UN NOUVEL ALGORITHME POUR RETROUVER LES RELATIONS PHYLOGÉNÉTIQUES ENTRE LA DISTRIBUTION GÉOGRAPHIQUE DES ESPÈCES ET LEURS COMPOSITIONS GÉNÉTIQUES

 L'objectif de ce projet de maîtrise est de développer un nouvel algorithme permettant de retrouver les relations phylogénétiques entre un arbre de référence (par exemple, l'arbre de la distribution géographique des espèces ou des paramètres climatiques) et un arbre caractérisant un fragment de l'alignement de séquences multiples (ASM). Pour ce faire, nous récupérerons d'abord les différents fragments d'un ASM donné. Nous les soumettrons par la suite aux différents programmes du paquet PHYLIP (Seqboot, ProtDist ou DnaDist, Neighbor et Consense) et le programme PhyML afin d'obtenir un arbre consensus avec les valeurs de bootstrap sur ses branches. À partir de chaque arbre consensus, nous calculerons son bootstrap moyen. De plus, nous comparerons topologiquement l'arbre consensus obtenu à l'arbre de référence pour connaître la distance de Robinson et Foulds (RF) normalisée entre eux. Pour chaque fragment d'un ASM, nous conserverons uniquement les données relatives à des fragments correspondant à la distance RF normalisée la plus petite (i.e., celle qui représente la plus grande similitude entre les deux arbres). Dans le cas où plusieurs fragments correspondront à la même valeur de la distance RF normalisée, l'estimation se poursuivra sur l'arbre consensus ayant le score de bootstrap le plus élevé (i.e., meilleur support de l'arbre). Pour connaître la performance de notre algorithme, nous utiliserons un jeu de données de 52 espèces appartenant au groupe des Carnivores se localisant en Amérique du Nord. Nous récupérons aussi 21 protéines issues de la base de données GenBank.

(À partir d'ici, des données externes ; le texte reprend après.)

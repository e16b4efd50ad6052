//! Device identity, device records and the slot table.

use heapless::Vec;
use hid_proto::ReportLayout;

use crate::classify::ClassificationPolicy;
use crate::output::{Capabilities, PlayerLeds, Rumble};
use crate::types::GamepadState;
use crate::variant::{VariantKind, VariantState};

/// Largest report descriptor kept per device.
pub const MAX_DESCRIPTOR: usize = 512;

/// Opaque reference to a connection in the transport layer.
#[derive(Debug, Clone, Copy, Default, PartialEq, Eq, Hash)]
#[cfg_attr(feature = "defmt", derive(defmt::Format))]
pub struct TransportHandle(pub u16);

/// Bluetooth class of device.
#[derive(Debug, Clone, Copy, Default, PartialEq, Eq)]
#[cfg_attr(feature = "defmt", derive(defmt::Format))]
pub struct DeviceClass(pub u32);

impl DeviceClass {
    /// Major device class bits.
    pub const MAJOR_MASK: u32 = 0x001F00;
    /// Major and minor device class bits.
    pub const MAJOR_MINOR_MASK: u32 = 0x001FFC;
    pub const MAJOR_PERIPHERAL: u32 = 0x000500;
    pub const MINOR_JOYSTICK: u32 = 0x000004;
    pub const MINOR_GAMEPAD: u32 = 0x000008;

    #[inline]
    #[must_use]
    pub const fn matches(self, mask: u32, value: u32) -> bool {
        self.0 & mask == value
    }

    /// Whether the class announces a joystick or gamepad peripheral.
    #[must_use]
    pub const fn is_game_controller(self) -> bool {
        self.matches(
            Self::MAJOR_MINOR_MASK,
            Self::MAJOR_PERIPHERAL | Self::MINOR_JOYSTICK,
        ) || self.matches(
            Self::MAJOR_MINOR_MASK,
            Self::MAJOR_PERIPHERAL | Self::MINOR_GAMEPAD,
        )
    }
}

/// Identification signals the transport gathers for a connection.
#[derive(Debug, Clone, Default, PartialEq, Eq)]
pub struct DeviceIdentity {
    pub handle: TransportHandle,
    pub vendor_id: u16,
    pub product_id: u16,
    pub class: DeviceClass,
    /// HID report descriptor, truncated to [`MAX_DESCRIPTOR`] bytes.
    pub descriptor: Vec<u8, MAX_DESCRIPTOR>,
}

impl DeviceIdentity {
    #[must_use]
    pub fn new(handle: TransportHandle, vendor_id: u16, product_id: u16) -> Self {
        Self {
            handle,
            vendor_id,
            product_id,
            ..Self::default()
        }
    }

    #[must_use]
    pub fn with_class(mut self, class: DeviceClass) -> Self {
        self.class = class;
        self
    }

    #[must_use]
    pub fn with_descriptor(mut self, descriptor: &[u8]) -> Self {
        self.set_descriptor(descriptor);
        self
    }

    /// Replace the report descriptor. Bytes past [`MAX_DESCRIPTOR`] are
    /// dropped; the parser keeps what it can make of the rest.
    pub fn set_descriptor(&mut self, descriptor: &[u8]) {
        if descriptor.len() > MAX_DESCRIPTOR {
            warn!(
                "descriptor of {} bytes truncated to {}",
                descriptor.len(),
                MAX_DESCRIPTOR
            );
        }
        let len = descriptor.len().min(MAX_DESCRIPTOR);
        self.descriptor.clear();
        // Cannot fail: `len` fits the capacity
        let _ = self.descriptor.extend_from_slice(&descriptor[..len]);
    }
}

/// Everything known about the controller in one slot.
///
/// The public gamepad state is only written by the update tick; the
/// application reads it through [`Gamepads`](crate::Gamepads).
#[derive(Debug, Clone, Default)]
pub struct DeviceRecord {
    slot: usize,
    identity: DeviceIdentity,
    variant: VariantState,
    layout: ReportLayout,
    state: GamepadState,
    connected: bool,
    leds: PlayerLeds,
    rumble: Rumble,
}

impl DeviceRecord {
    /// An empty record for `slot`.
    #[must_use]
    pub fn new(slot: usize) -> Self {
        Self {
            slot,
            ..Self::default()
        }
    }

    #[inline]
    #[must_use]
    pub fn slot(&self) -> usize {
        self.slot
    }

    #[inline]
    #[must_use]
    pub fn identity(&self) -> &DeviceIdentity {
        &self.identity
    }

    #[inline]
    #[must_use]
    pub fn handle(&self) -> TransportHandle {
        self.identity.handle
    }

    #[inline]
    #[must_use]
    pub fn variant(&self) -> VariantKind {
        self.variant.kind()
    }

    #[inline]
    #[must_use]
    pub fn capabilities(&self) -> Capabilities {
        self.variant.capabilities()
    }

    #[inline]
    #[must_use]
    pub fn state(&self) -> &GamepadState {
        &self.state
    }

    #[inline]
    #[must_use]
    pub fn layout(&self) -> &ReportLayout {
        &self.layout
    }

    #[inline]
    #[must_use]
    pub fn is_connected(&self) -> bool {
        self.connected
    }

    /// Last player LED pattern requested.
    #[inline]
    #[must_use]
    pub fn leds(&self) -> PlayerLeds {
        self.leds
    }

    /// Last rumble requested.
    #[inline]
    #[must_use]
    pub fn rumble(&self) -> Rumble {
        self.rumble
    }

    /// Take over a new connection: derive the report layout, pick the
    /// variant and reset decoding state.
    pub(crate) fn attach(&mut self, identity: DeviceIdentity, policy: &ClassificationPolicy) {
        *self = Self::new(self.slot);
        self.layout = ReportLayout::parse_lossy(&identity.descriptor);
        let kind = policy.classify(&identity, &self.layout);
        info!(
            "slot {}: {:#x}:{:#x} classified as {:?}",
            self.slot, identity.vendor_id, identity.product_id, kind
        );
        self.variant = VariantState::new(kind);
        self.variant.identify(&identity);
        self.variant.init_report(&mut self.state);
        self.identity = identity;
    }

    /// Re-derive the report layout after the device renegotiated its
    /// descriptor. The variant stays.
    pub(crate) fn set_descriptor(&mut self, descriptor: &[u8]) {
        self.identity.set_descriptor(descriptor);
        self.layout = ReportLayout::parse_lossy(&self.identity.descriptor);
        debug!(
            "slot {}: layout re-derived, {} fields",
            self.slot,
            self.layout.fields().len()
        );
    }

    /// Fold one input report into the public state.
    pub(crate) fn decode(&mut self, report: &[u8]) {
        if self.variant.parse_raw_report(report, &mut self.state) {
            return;
        }
        let variant = &mut self.variant;
        let state = &mut self.state;
        let delivered = self.layout.for_each_input(report, |globals, usage_page, usage, value| {
            variant.parse_usage(state, globals, usage_page, usage, value);
        });
        trace!("slot {}: {} fields decoded", self.slot, delivered);
    }

    pub(crate) fn set_connected(&mut self, connected: bool) {
        self.connected = connected;
    }

    pub(crate) fn variant_mut(&mut self) -> &mut VariantState {
        &mut self.variant
    }

    pub(crate) fn record_leds(&mut self, leds: PlayerLeds) {
        self.leds = leds;
    }

    pub(crate) fn record_rumble(&mut self, rumble: Rumble) {
        self.rumble = rumble;
    }

    /// Zero the record, keeping only its slot index.
    pub(crate) fn clear(&mut self) {
        *self = Self::new(self.slot);
    }
}

/// Fixed table of device records, indexed by slot.
#[derive(Debug, Clone)]
pub struct SlotTable<const N: usize> {
    records: [DeviceRecord; N],
}

impl<const N: usize> SlotTable<N> {
    #[must_use]
    pub fn new() -> Self {
        Self {
            records: core::array::from_fn(DeviceRecord::new),
        }
    }

    #[inline]
    #[must_use]
    pub const fn capacity(&self) -> usize {
        N
    }

    #[inline]
    #[must_use]
    pub fn get(&self, slot: usize) -> Option<&DeviceRecord> {
        self.records.get(slot)
    }

    #[inline]
    pub(crate) fn get_mut(&mut self, slot: usize) -> Option<&mut DeviceRecord> {
        self.records.get_mut(slot)
    }

    /// All records in slot order, connected or not.
    pub fn iter(&self) -> impl Iterator<Item = &DeviceRecord> {
        self.records.iter()
    }

    /// Connected records in slot order.
    pub fn connected(&self) -> impl Iterator<Item = &DeviceRecord> {
        self.records.iter().filter(|r| r.connected)
    }
}

impl<const N: usize> Default for SlotTable<N> {
    fn default() -> Self {
        Self::new()
    }
}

La construction des arbres de référence se fera à partir de données climatiques de l'habitat de ces espèces (i.e., température, précipitation et altitude). Notre algorithme permettra de trouver des sous-séquences des gènes donnant une similarité topologique accrue entre l'arbre de référence et l'arbre phylogénétique obtenu à partir des séquences.  

Le lien GITHUB pour ce projet: https://github.com/TahiriNadia/GeoWindowsTrees

A Median-Based Consensus Rule for Distance Exponent Selection in the Framework of Intelligent and Weighted Minkowski Clustering

The intelligent Minkowski and weighted Minkowski K-means are recently developed effective clustering algorithms capable of computing feature weights. Their cluster-specific weights follow the intuitive idea that a feature with a low dispersion in a specific cluster should have a greater weight in this cluster than a feature with a high dispersion. The final clustering provided by these techniques obviously depends on the selection of the Minkowski exponent. The median-based central consensus rule we introduce in this paper allows one to select an optimal value of the Minkowski exponent. Our rule takes into account the values of the Adjusted Rand Index (ARI) between clustering solutions obtained for different Minkowski exponents and selects the clustering that provides the highest average value of ARI. Our simulations, carried out with real and synthetic data, show that the proposed median-based consensus procedure usually outperforms clustering strategies based on the selection of the highest value of the Silhouette or Calinski–Harabasz cluster validity indices.